The following February (of 2010), after Hank’s estate was settled, I suddenly came into a sizable chunk of money (which he’d inherited from his grandfather and his own parents), which I chose to put entirely toward the purchase of my first home. Without my father’s entirely unexpected death, that could never have occurred, and because the cost of losing him was so painfully high, I eventually determined that it might also be appropriate for me to put into use the training he’d provided us decades before. He’d set quite an example, after all.

As the “before and after” photos below make plain, it turns out I’m pretty good at “dandelion eradication”, as Hank might well have called it, forestry professional that he was! As the time stamps on these photos indicate, I commenced my attack at 12:53pm and concluded just over an hour later, at 1:59pm.

One thing slowly led to another, and now—six years later—I’ve “eradicated” nearly all the dandelions of my ENTIRE NEIGHBORHOOD, an area nearly one mile long and about a half-mile wide, stretching from I-5 to the shores of Lake Union. I measure my progress one crammed-full/stomped-down grocery bag at a time, and have kept a running tally, as an incentive. At the moment, the total stands at 383 full bags (!), each of which generally takes about two solid hours to fill.

Ultimately, particularly given the fact that I lack both the knowledge and temperament to plant and nurse along new trees, shrubs, flowers, and the like, I decided that the most-appropriate homage to Hank Kipp would be the elimination of an entire class of insidious weeds from where I reside. These days I can often walk for BLOCKS in every direction from home and not encounter a single dandelion!
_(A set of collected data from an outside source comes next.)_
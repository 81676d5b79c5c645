//! One-time onboarding code issued at registration.

use rand::rngs::OsRng;
use rand::RngCore;

/// Number of random bytes in a unique code
pub const CODE_BYTE_LENGTH: usize = 4;

/// Random onboarding code returned to the caller at registration time
///
/// The code is not persisted by this crate; downstream collaborators own any
/// further lifecycle.
#[derive(Debug, Clone, Copy, PartialEq, Eq)]
pub struct UniqueCode {
    bytes: [u8; CODE_BYTE_LENGTH],
}

impl UniqueCode {
    /// Generates a new code from the operating system CSPRNG
    pub fn generate() -> Self {
        let mut bytes = [0u8; CODE_BYTE_LENGTH];
        OsRng.fill_bytes(&mut bytes);
        Self { bytes }
    }

    /// Raw code bytes
    pub fn as_bytes(&self) -> &[u8; CODE_BYTE_LENGTH] {
        &self.bytes
    }

    /// Lowercase hex representation (two characters per byte)
    pub fn to_hex(&self) -> String {
        hex::encode(self.bytes)
    }
}

impl std::fmt::Display for UniqueCode {
    fn fmt(&self, f: &mut std::fmt::Formatter<'_>) -> std::fmt::Result {
        write!(f, "{}", self.to_hex())
    }
}

#[cfg(test)]
mod tests {
    use super::*;

    #[test]
    fn test_generated_code_has_fixed_length() {
        let code = UniqueCode::generate();
        assert_eq!(code.as_bytes().len(), CODE_BYTE_LENGTH);
        assert_eq!(code.to_hex().len(), CODE_BYTE_LENGTH * 2);
    }

    #[test]
    fn test_hex_is_lowercase_hex() {
        let code = UniqueCode::generate();
        assert!(code.to_hex().chars().all(|c| c.is_ascii_hexdigit()));
        assert_eq!(code.to_hex(), code.to_string());
    }

    #[test]
    fn test_codes_are_random() {
        // Two fresh codes colliding is a 1-in-2^32 event; treat as failure.
        let first = UniqueCode::generate();
        let second = UniqueCode::generate();
        assert_ne!(first, second);
    }
}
Which feels pretty damn good, I must admit.

Hank never went quite as crazy about this “dandelion killing” as I have (he was too busy planting and fertilizing in HIS OWN yard, for one thing!), but I feel certain that he’d be proud of what I’ve done, just as I’m immensely proud of what he spent his life doing—whether with plants and trees, with weeds, with our family, with his voluminous correspondence and remarkable talent for friendship, and with his career devoted to helping Native Americans in whatever ways he could, whether on a number of Montana and New Mexico Indian reservations (where he spent the bulk of said career) or at The Department of the Interior in Washington, D.C., where he topped it off from 1985 to 1994.

I had the honor of delivering his eulogy nine years ago, as I also did my mom’s in 2016, and because it was clear to me from early childhood that I had the most remarkable set of parents, I never want to stop sharing my thoughts and feelings about them. Or the glorious memories that remain.

Particularly on this day, the day we lost Hank, nine years ago.